Mike Johnson is a writer for The Redmond Cloud - the most comprehensive source of news and information about Microsoft Azure and the Microsoft Cloud. He enjoys writing about Azure Security, IOT and the Blockchain.
I can see the need to have plug in free on metro for WOA due to security and battery life etc, after all it was partially battery life that kept flash becoming mainstream in the mobile market wasn’t it?
I don’t know how hard it would be to code but you would have thought they could have a system in place that detects if its traditional windows or WOA and give it a plug in enabled metro version for x86 users. It will be a lot of annoyance on the consumer side with the lay user if you have to have the cut down version on all versions.
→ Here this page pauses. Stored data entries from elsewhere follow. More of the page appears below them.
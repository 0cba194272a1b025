// Bulk import: cleaned source rows -> registry.
//
// A bad row never aborts the batch. Each row ends up in exactly one bucket:
// added, skipped (invalid or already present) or failed (storage fault).

use crate::db::{InsertOutcome, SwiftCodeRepository};
use crate::entities::SwiftCode;
use crate::error::IngestError;
use crate::parser::{parse_swift_data, RawSwiftRow};
use crate::schema;
use serde::{Deserialize, Serialize};
use std::path::Path;
use tracing::{error, info, warn};

#[derive(Debug, Clone, Copy, Default, PartialEq, Eq, Serialize, Deserialize)]
pub struct ImportSummary {
    pub added: usize,
    pub skipped: usize,
    pub failed: usize,
}

impl ImportSummary {
    pub fn total(&self) -> usize {
        self.added + self.skipped + self.failed
    }

    pub fn summary(&self) -> String {
        format!(
            "Data loading complete. Added: {}, Skipped (existing or validation error): {}, DB Errors: {}.",
            self.added, self.skipped, self.failed
        )
    }
}

/// Load already-cleaned rows into the repository.
pub fn import_rows<R, I>(repo: &R, rows: I) -> ImportSummary
where
    R: SwiftCodeRepository,
    I: IntoIterator<Item = RawSwiftRow>,
{
    let mut summary = ImportSummary::default();

    for row in rows {
        let raw_code = row.swift_code.clone();

        let normalized = match schema::normalize_new_swift_code(row.into()) {
            Ok(normalized) => normalized,
            Err(errors) => {
                let reasons: Vec<String> = errors.iter().map(|e| e.to_string()).collect();
                warn!(swift_code = %raw_code, reasons = %reasons.join("; "), "skipping invalid row");
                summary.skipped += 1;
                continue;
            }
        };

        match repo.find_by_code(&normalized.swift_code) {
            Ok(Some(_)) => {
                summary.skipped += 1;
                continue;
            }
            Ok(None) => {}
            Err(e) => {
                error!(swift_code = %normalized.swift_code, error = %e, "lookup failed during import");
                summary.failed += 1;
                continue;
            }
        }

        let record = SwiftCode::from_new(normalized);
        match repo.insert_if_absent(&record) {
            Ok(InsertOutcome::Created(_)) => summary.added += 1,
            Ok(InsertOutcome::Conflict) => summary.skipped += 1,
            Err(e) => {
                error!(swift_code = %record.swift_code, error = %e, "failed to add swift code");
                summary.failed += 1;
            }
        }
    }

    info!(
        added = summary.added,
        skipped = summary.skipped,
        failed = summary.failed,
        "import finished"
    );

    summary
}

/// Parse the source file at `path` and import every surviving row.
pub fn import_file<R: SwiftCodeRepository>(repo: &R, path: &Path) -> Result<ImportSummary, IngestError> {
    info!(path = %path.display(), "loading swift data");

    let rows = parse_swift_data(path)?;
    info!(rows = rows.len(), "parsed records from file");

    Ok(import_rows(repo, rows))
}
unrelated note: anyone else finding that if you open the hot spot with the tiles of recently opened apps then you have to move the mouse on the tile from the left edge or the tile will disappear? wondering if is partially my setup (dual screens) and no touch 😛
iPple did the same with their devices and everyone complained, but still bought them. I think by now everyone understands that pluggins dont work on mobile devices. And moving forward, desktops as well. I wouldnt be surprised if Safari soon stops support for Plug-ins on all their versions soon too. Plug-ins have met their doom. Might as well get used to it.
IE is not my default browser on Windows 8 for this very reason. One of the daily tasks I use a browser for is to upload my bike ride data from my Garmin which requires the Garmin Communicator Plugin. When I first installed Windows 8, the Modern version of IE was horrid, even with You Tube videos it was a pain with most videos unplayable or not supported in IE. It is the wrong time to disable all plugins and Flash capability claiming HTML5 is the way to go when there are still so many sites using this technology. While that may be way for the future, in the present there are still too many sites requiring Flash or plugins to be usable.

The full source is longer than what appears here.